É imprescindível que seja firmado o compromisso dos associados com o futuro da UBE. Que se ponham ao leme dessa instituição, amada e respeitada por todos, aqueles que lutam por um mundo melhor, onde a criação artística e literária protagoniza a comunicação inter-humana que descortina as visões de mundo de cada indivíduo atuante no processo civilizatório do desenvolvimento humano.

 

*Arquiteta, associada à UBE em 2006, editora da Novoestilo Edições do Autor desde 1995 e produtora cultural executiva do Ponto de Cultura Nordestina, desde 2012.

Fotografias: acervo particular da escritora Adiuza Belo, para a edição do livro: UBE: mais de 50 anos de história. Recife, 2008. Novoestilo Edições do Autor

2 respostas

  1. Querida Salete
    Este seu convite merece o acolhimento de todos. A UBE, patrimônio material e imaterial dos pernambucanos, e também de todos os brasileiros, precisa ser restituída às mãos responsáveis dos que pelejam, de fato, pela cultura e pelas artes.

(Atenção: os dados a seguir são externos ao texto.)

//! Virtual-time scheduler and owned timer handles.
//!
//! A [`Scheduler`] never runs callbacks itself. The owner pops one due timer
//! at a time with [`Scheduler::pop_due`], handles it to completion, and only
//! then asks for the next one. Handlers may cancel or arm timers between
//! pops, so a process that finishes on one fire never sees a later one.
//!
//! A [`TimerSlot`] is the single timer handle owned by a running process.
//! Re-arming or disarming it bumps its [`Generation`]; fires carrying an old
//! generation are rejected with [`TimerError::StaleCallback`].

use slotmap::SlotMap;

use crate::id::{Generation, TimerId, TimerTag};

/// Virtual time in milliseconds.
pub type Millis = u64;

// ---------------------------------------------------------------------------
// Fired timers
// ---------------------------------------------------------------------------

/// A timer that came due during [`Scheduler::pop_due`].
#[derive(Debug, Clone, Copy, PartialEq, Eq)]
pub struct Fired {
    pub timer: TimerId,
    pub tag: TimerTag,
    pub generation: Generation,
    /// Scheduled due time (not the time `pop_due` was called).
    pub at: Millis,
    /// Whether the timer stays scheduled after this fire.
    pub repeating: bool,
}

/// Errors raised when a fired timer is handed to its owner.
#[derive(Debug, Clone, PartialEq, Eq, thiserror::Error)]
pub enum TimerError {
    /// The timer was cancelled or superseded before it fired.
    #[error("stale timer callback for {tag:?}: expected generation {expected:?}, got {found:?}")]
    StaleCallback {
        tag: TimerTag,
        expected: Generation,
        found: Generation,
    },
}

// ---------------------------------------------------------------------------
// Scheduler
// ---------------------------------------------------------------------------

#[derive(Debug, Clone)]
struct TimerEntry {
    tag: TimerTag,
    generation: Generation,
    due: Millis,
    period: Option<Millis>,
    /// Schedule order; breaks ties between timers due at the same instant.
    seq: u64,
}

/// Single-threaded virtual-time timer queue.
#[derive(Debug, Default)]
pub struct Scheduler {
    now: Millis,
    timers: SlotMap<TimerId, TimerEntry>,
    next_seq: u64,
}

impl Scheduler {
    /// Create an empty scheduler at time 0.
    pub fn new() -> Self {
        Self::default()
    }

    /// Current virtual time.
    pub fn now(&self) -> Millis {
        self.now
    }

    /// Schedule a one-shot timer `delay` milliseconds from now.
    pub fn schedule_once(&mut self, tag: TimerTag, generation: Generation, delay: Millis) -> TimerId {
        self.insert(tag, generation, delay, None)
    }

    /// Schedule a repeating timer. A period of 0 is clamped to 1.
    pub fn schedule_every(
        &mut self,
        tag: TimerTag,
        generation: Generation,
        period: Millis,
    ) -> TimerId {
        let period = period.max(1);
        self.insert(tag, generation, period, Some(period))
    }

    fn insert(
        &mut self,
        tag: TimerTag,
        generation: Generation,
        delay: Millis,
        period: Option<Millis>,
    ) -> TimerId {
        let seq = self.bump_seq();
        self.timers.insert(TimerEntry {
            tag,
            generation,
            due: self.now.saturating_add(delay),
            period,
            seq,
        })
    }

    fn bump_seq(&mut self) -> u64 {
        let seq = self.next_seq;
        self.next_seq += 1;
        seq
    }

    /// Cancel a timer. Returns false if it had already fired or been cancelled.
    pub fn cancel(&mut self, id: TimerId) -> bool {
        self.timers.remove(id).is_some()
    }

    /// Cancel every pending timer. Returns how many were removed.
    pub fn cancel_all(&mut self) -> usize {
        let count = self.timers.len();
        self.timers.clear();
        count
    }

    /// Whether the timer is still pending.
    pub fn is_scheduled(&self, id: TimerId) -> bool {
        self.timers.contains_key(id)
    }

    /// Number of pending timers.
    pub fn pending(&self) -> usize {
        self.timers.len()
    }

    /// Due time of the earliest pending timer.
    pub fn next_deadline(&self) -> Option<Millis> {
        self.timers.values().map(|e| e.due).min()
    }

    /// Pop the earliest timer due at or before `until`, moving the clock to
    /// its due time. Repeating timers are rescheduled one period later;
    /// one-shot timers are removed.
    pub fn pop_due(&mut self, until: Millis) -> Option<Fired> {
        let (id, due, _) = self
            .timers
            .iter()
            .filter(|(_, e)| e.due <= until)
            .map(|(id, e)| (id, e.due, e.seq))
            .min_by_key(|&(_, due, seq)| (due, seq))?;

        self.now = self.now.max(due);
        let seq = self.bump_seq();
        let entry = &self.timers[id];
        let period = entry.period;
        let fired = Fired {
            timer: id,
            tag: entry.tag,
            generation: entry.generation,
            at: due,
            repeating: period.is_some(),
        };
        match period {
            Some(period) => {
                let entry = &mut self.timers[id];
                entry.due = due.saturating_add(period);
                entry.seq = seq;
            }
            None => {
                self.timers.remove(id);
            }
        }
        Some(fired)
    }

    /// Move the clock forward to `until` once no more timers are due.
    pub fn settle(&mut self, until: Millis) {
        self.now = self.now.max(until);
    }
}

// ---------------------------------------------------------------------------
// TimerSlot
// ---------------------------------------------------------------------------

/// The one timer handle owned by a process.
#[derive(Debug, Clone)]
pub struct TimerSlot {
    tag: TimerTag,
    timer: Option<TimerId>,
    generation: Generation,
}

impl TimerSlot {
    pub fn new(tag: TimerTag) -> Self {
        Self {
            tag,
            timer: None,
            generation: Generation::default(),
        }
    }

    pub fn tag(&self) -> TimerTag {
        self.tag
    }

    pub fn generation(&self) -> Generation {
        self.generation
    }

    /// Whether a timer is currently armed through this slot.
    pub fn is_armed(&self) -> bool {
        self.timer.is_some()
    }

    /// Arm a one-shot timer, replacing any armed timer.
    pub fn arm_once(&mut self, sched: &mut Scheduler, delay: Millis) {
        self.disarm(sched);
        self.timer = Some(sched.schedule_once(self.tag, self.generation, delay));
    }

    /// Arm a repeating timer, replacing any armed timer.
    pub fn arm_every(&mut self, sched: &mut Scheduler, period: Millis) {
        self.disarm(sched);
        self.timer = Some(sched.schedule_every(self.tag, self.generation, period));
    }

    /// Cancel the armed timer (if any) and invalidate fires already in
    /// flight. Returns true if a pending timer was removed.
    pub fn disarm(&mut self, sched: &mut Scheduler) -> bool {
        self.generation = self.generation.next();
        match self.timer.take() {
            Some(id) => sched.cancel(id),
            None => false,
        }
    }

    /// Check that `fired` belongs to the timer armed through this slot.
    /// A one-shot fire releases the slot.
    pub fn accept(&mut self, fired: &Fired) -> Result<(), TimerError> {
        if self.timer != Some(fired.timer) || self.generation != fired.generation {
            return Err(TimerError::StaleCallback {
                tag: fired.tag,
                expected: self.generation,
                found: fired.generation,
            });
        }
        if !fired.repeating {
            self.timer = None;
        }
        Ok(())
    }
}

// ===========================================================================
// Tests
// ===========================================================================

Com a nossa união em torno desse proposito, louvo seu gesto e seu convite, e espero que ainda seja possível levar a UBE de novo à normalidade. O trabalho, a honestidade e o dever, que honraram nosso passado, tambem são a base de nosso compromisso com o futuro. – Edson Mendes. 24/05/2023.

    1. Certamente, Edson, a UBE renascerá das cinzas, mais uma vez. E as pessoas deixam as suas marcas na história da instituição, para as futuras gerações.